**Saved data entries:**
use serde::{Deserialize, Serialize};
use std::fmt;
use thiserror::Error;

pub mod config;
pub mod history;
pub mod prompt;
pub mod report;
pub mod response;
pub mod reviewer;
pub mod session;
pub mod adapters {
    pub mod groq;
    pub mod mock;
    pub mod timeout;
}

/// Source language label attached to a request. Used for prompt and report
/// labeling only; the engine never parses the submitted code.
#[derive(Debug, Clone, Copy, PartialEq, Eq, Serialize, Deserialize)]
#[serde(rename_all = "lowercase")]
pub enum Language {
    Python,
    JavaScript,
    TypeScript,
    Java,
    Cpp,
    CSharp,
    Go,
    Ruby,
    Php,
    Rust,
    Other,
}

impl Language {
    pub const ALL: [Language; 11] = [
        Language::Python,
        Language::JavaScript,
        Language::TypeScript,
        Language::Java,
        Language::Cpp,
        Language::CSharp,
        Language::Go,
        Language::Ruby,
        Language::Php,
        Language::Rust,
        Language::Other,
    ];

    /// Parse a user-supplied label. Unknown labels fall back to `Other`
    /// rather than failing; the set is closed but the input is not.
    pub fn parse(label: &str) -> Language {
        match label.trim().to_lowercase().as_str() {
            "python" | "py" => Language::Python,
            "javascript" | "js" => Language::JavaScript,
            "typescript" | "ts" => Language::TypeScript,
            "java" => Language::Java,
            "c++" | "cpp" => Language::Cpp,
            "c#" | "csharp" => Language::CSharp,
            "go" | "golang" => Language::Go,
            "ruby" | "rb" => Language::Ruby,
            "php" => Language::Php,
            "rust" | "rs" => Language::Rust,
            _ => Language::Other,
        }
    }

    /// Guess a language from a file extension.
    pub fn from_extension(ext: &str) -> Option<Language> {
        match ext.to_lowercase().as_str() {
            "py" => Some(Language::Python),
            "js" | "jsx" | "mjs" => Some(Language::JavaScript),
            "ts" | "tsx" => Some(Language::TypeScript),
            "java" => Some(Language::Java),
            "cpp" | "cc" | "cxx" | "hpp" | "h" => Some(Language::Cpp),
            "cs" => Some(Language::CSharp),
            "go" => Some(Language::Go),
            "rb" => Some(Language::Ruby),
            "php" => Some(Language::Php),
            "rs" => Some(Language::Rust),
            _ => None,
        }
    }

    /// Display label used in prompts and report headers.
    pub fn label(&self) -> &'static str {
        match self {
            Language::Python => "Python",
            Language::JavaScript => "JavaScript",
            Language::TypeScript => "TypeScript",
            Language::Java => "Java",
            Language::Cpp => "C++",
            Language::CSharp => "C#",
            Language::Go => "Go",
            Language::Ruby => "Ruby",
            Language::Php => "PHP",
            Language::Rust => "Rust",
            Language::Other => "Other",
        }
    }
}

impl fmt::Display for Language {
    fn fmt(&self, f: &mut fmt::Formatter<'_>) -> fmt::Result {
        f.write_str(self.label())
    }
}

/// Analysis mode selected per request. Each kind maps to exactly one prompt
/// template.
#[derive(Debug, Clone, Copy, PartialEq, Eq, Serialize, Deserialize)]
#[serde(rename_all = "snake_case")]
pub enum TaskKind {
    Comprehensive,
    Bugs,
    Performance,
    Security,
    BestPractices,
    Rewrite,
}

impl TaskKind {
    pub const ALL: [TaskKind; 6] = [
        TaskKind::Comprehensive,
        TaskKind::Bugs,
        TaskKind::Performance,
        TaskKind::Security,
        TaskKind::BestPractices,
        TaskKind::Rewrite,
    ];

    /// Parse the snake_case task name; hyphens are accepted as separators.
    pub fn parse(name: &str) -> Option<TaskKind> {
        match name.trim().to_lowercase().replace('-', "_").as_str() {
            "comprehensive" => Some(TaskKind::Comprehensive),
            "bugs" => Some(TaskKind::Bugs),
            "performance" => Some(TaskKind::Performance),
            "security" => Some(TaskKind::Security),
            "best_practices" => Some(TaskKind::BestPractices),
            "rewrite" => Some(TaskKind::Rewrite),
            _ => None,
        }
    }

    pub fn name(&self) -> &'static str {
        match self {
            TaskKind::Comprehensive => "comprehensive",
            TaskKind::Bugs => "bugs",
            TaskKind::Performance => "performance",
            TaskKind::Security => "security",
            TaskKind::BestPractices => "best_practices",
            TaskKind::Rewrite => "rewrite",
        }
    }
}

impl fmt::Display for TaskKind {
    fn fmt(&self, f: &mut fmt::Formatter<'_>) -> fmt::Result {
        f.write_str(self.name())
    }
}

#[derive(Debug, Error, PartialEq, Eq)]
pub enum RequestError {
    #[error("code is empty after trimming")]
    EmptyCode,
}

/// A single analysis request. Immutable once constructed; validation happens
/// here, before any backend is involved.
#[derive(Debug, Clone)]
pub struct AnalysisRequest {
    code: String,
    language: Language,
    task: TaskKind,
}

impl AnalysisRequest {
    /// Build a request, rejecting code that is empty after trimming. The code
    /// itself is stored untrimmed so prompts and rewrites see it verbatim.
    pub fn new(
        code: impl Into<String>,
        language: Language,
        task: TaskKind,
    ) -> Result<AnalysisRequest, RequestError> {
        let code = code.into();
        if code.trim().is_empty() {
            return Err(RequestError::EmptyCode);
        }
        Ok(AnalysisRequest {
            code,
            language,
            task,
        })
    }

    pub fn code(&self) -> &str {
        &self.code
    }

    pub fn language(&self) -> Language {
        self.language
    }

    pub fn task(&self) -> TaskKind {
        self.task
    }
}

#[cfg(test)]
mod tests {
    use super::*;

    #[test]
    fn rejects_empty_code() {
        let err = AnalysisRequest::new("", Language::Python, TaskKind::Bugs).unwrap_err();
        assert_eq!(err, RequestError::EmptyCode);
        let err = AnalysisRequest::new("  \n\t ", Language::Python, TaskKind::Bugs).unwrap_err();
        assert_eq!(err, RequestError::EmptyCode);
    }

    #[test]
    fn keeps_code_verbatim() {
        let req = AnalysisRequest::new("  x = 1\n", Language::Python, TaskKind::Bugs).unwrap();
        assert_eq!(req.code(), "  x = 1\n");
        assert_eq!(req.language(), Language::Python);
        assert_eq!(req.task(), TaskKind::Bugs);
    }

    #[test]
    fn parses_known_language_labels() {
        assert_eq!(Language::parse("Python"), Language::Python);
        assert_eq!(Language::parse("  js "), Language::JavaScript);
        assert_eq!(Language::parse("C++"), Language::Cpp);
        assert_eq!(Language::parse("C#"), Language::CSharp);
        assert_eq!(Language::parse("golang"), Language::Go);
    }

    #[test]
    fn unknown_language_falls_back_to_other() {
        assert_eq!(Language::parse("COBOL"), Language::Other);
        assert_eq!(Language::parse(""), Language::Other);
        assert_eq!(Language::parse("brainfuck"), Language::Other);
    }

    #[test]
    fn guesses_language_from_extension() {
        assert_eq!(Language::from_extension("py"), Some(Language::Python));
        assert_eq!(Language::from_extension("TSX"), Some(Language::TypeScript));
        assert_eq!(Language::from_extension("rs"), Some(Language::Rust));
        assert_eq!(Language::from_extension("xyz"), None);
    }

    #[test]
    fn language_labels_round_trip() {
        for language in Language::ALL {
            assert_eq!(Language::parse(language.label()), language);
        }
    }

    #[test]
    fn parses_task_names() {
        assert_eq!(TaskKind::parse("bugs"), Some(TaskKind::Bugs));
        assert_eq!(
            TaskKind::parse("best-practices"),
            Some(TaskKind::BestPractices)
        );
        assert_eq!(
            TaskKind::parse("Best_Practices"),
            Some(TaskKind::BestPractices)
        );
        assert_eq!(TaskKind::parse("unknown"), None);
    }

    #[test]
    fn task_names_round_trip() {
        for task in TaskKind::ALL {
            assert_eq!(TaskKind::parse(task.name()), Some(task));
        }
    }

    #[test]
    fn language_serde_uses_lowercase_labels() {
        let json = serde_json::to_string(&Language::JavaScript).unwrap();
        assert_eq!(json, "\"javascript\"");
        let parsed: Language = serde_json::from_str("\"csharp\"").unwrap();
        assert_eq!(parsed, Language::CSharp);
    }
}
--
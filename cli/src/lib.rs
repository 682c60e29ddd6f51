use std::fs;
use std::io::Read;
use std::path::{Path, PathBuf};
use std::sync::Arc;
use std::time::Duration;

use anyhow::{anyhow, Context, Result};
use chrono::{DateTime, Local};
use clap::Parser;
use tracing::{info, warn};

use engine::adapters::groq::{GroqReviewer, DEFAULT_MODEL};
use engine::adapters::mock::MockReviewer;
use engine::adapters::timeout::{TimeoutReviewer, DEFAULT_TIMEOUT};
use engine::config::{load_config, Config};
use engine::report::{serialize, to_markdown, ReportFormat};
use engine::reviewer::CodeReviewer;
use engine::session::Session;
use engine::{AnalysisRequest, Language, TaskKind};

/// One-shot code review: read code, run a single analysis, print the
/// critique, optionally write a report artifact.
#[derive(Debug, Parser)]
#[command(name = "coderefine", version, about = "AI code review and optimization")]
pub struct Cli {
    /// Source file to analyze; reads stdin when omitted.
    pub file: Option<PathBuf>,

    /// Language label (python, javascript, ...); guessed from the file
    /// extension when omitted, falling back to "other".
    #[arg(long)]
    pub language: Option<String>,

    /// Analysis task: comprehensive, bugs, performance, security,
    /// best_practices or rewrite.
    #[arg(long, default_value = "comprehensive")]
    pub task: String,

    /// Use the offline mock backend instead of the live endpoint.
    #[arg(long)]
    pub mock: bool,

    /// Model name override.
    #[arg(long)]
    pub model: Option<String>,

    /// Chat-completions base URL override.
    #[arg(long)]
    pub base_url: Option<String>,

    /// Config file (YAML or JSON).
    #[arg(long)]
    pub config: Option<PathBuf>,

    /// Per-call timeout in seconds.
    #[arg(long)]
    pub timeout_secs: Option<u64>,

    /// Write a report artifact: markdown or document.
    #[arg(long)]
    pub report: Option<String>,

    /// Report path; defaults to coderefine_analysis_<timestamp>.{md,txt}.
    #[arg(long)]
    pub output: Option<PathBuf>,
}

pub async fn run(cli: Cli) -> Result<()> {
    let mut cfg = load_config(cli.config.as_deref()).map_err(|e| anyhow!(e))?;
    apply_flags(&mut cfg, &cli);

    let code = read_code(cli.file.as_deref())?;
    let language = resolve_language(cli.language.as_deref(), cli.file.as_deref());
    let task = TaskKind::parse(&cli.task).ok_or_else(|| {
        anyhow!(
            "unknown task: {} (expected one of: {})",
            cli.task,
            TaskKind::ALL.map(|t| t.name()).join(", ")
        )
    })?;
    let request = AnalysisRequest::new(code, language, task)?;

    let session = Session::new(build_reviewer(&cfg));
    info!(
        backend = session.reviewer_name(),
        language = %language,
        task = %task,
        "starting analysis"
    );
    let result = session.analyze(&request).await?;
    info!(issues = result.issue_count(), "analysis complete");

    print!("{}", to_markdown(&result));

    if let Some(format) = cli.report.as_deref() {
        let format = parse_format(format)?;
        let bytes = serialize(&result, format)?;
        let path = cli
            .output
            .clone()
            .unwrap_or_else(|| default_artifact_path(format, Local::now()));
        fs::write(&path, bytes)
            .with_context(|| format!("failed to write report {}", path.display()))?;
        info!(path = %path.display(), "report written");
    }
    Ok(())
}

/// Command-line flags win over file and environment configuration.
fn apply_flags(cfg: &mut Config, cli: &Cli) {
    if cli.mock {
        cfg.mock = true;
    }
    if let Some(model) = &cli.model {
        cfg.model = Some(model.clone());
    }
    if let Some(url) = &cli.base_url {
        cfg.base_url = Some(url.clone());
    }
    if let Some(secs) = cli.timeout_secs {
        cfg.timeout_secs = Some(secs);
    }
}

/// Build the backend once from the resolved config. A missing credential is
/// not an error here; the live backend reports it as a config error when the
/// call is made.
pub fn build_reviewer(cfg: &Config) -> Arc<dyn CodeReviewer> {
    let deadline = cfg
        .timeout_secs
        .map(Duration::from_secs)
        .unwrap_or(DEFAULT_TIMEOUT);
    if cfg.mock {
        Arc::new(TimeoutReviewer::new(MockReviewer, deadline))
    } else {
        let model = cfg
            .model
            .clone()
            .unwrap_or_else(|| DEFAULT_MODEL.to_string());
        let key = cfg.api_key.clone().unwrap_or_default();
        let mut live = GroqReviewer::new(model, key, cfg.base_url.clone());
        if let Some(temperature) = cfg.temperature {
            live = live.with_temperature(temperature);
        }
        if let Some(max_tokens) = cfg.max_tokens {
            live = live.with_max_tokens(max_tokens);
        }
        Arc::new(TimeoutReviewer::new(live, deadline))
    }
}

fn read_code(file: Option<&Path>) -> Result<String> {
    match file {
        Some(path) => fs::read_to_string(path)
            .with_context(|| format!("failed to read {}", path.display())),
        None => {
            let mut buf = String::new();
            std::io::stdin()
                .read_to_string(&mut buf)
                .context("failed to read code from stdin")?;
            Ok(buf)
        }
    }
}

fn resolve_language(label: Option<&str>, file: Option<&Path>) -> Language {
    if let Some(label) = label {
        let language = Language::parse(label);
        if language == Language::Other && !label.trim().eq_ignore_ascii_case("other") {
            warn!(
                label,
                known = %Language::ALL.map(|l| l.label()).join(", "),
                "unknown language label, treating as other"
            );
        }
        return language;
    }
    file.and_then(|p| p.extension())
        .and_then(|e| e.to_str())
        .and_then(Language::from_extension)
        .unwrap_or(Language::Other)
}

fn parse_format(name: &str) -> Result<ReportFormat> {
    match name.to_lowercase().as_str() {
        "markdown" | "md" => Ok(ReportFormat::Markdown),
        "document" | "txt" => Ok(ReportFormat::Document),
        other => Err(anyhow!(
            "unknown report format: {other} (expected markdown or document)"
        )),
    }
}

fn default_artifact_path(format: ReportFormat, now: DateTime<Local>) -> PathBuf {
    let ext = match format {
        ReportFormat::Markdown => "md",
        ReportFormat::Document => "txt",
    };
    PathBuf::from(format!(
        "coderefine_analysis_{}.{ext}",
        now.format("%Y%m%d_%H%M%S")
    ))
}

**The problem:** Output, from the data above, the lines from the line with "see it verbatim." to the line with "for language in" exactly as they stand, both ends included and nothing else.

**Your response:**
    /// itself is stored untrimmed so prompts and rewrites see it verbatim.
    pub fn new(
        code: impl Into<String>,
        language: Language,
        task: TaskKind,
    ) -> Result<AnalysisRequest, RequestError> {
        let code = code.into();
        if code.trim().is_empty() {
            return Err(RequestError::EmptyCode);
        }
        Ok(AnalysisRequest {
            code,
            language,
            task,
        })
    }

    pub fn code(&self) -> &str {
        &self.code
    }

    pub fn language(&self) -> Language {
        self.language
    }

    pub fn task(&self) -> TaskKind {
        self.task
    }
}

#[cfg(test)]
mod tests {
    use super::*;

    #[test]
    fn rejects_empty_code() {
        let err = AnalysisRequest::new("", Language::Python, TaskKind::Bugs).unwrap_err();
        assert_eq!(err, RequestError::EmptyCode);
        let err = AnalysisRequest::new("  \n\t ", Language::Python, TaskKind::Bugs).unwrap_err();
        assert_eq!(err, RequestError::EmptyCode);
    }

    #[test]
    fn keeps_code_verbatim() {
        let req = AnalysisRequest::new("  x = 1\n", Language::Python, TaskKind::Bugs).unwrap();
        assert_eq!(req.code(), "  x = 1\n");
        assert_eq!(req.language(), Language::Python);
        assert_eq!(req.task(), TaskKind::Bugs);
    }

    #[test]
    fn parses_known_language_labels() {
        assert_eq!(Language::parse("Python"), Language::Python);
        assert_eq!(Language::parse("  js "), Language::JavaScript);
        assert_eq!(Language::parse("C++"), Language::Cpp);
        assert_eq!(Language::parse("C#"), Language::CSharp);
        assert_eq!(Language::parse("golang"), Language::Go);
    }

    #[test]
    fn unknown_language_falls_back_to_other() {
        assert_eq!(Language::parse("COBOL"), Language::Other);
        assert_eq!(Language::parse(""), Language::Other);
        assert_eq!(Language::parse("brainfuck"), Language::Other);
    }

    #[test]
    fn guesses_language_from_extension() {
        assert_eq!(Language::from_extension("py"), Some(Language::Python));
        assert_eq!(Language::from_extension("TSX"), Some(Language::TypeScript));
        assert_eq!(Language::from_extension("rs"), Some(Language::Rust));
        assert_eq!(Language::from_extension("xyz"), None);
    }

    #[test]
    fn language_labels_round_trip() {
        for language in Language::ALL {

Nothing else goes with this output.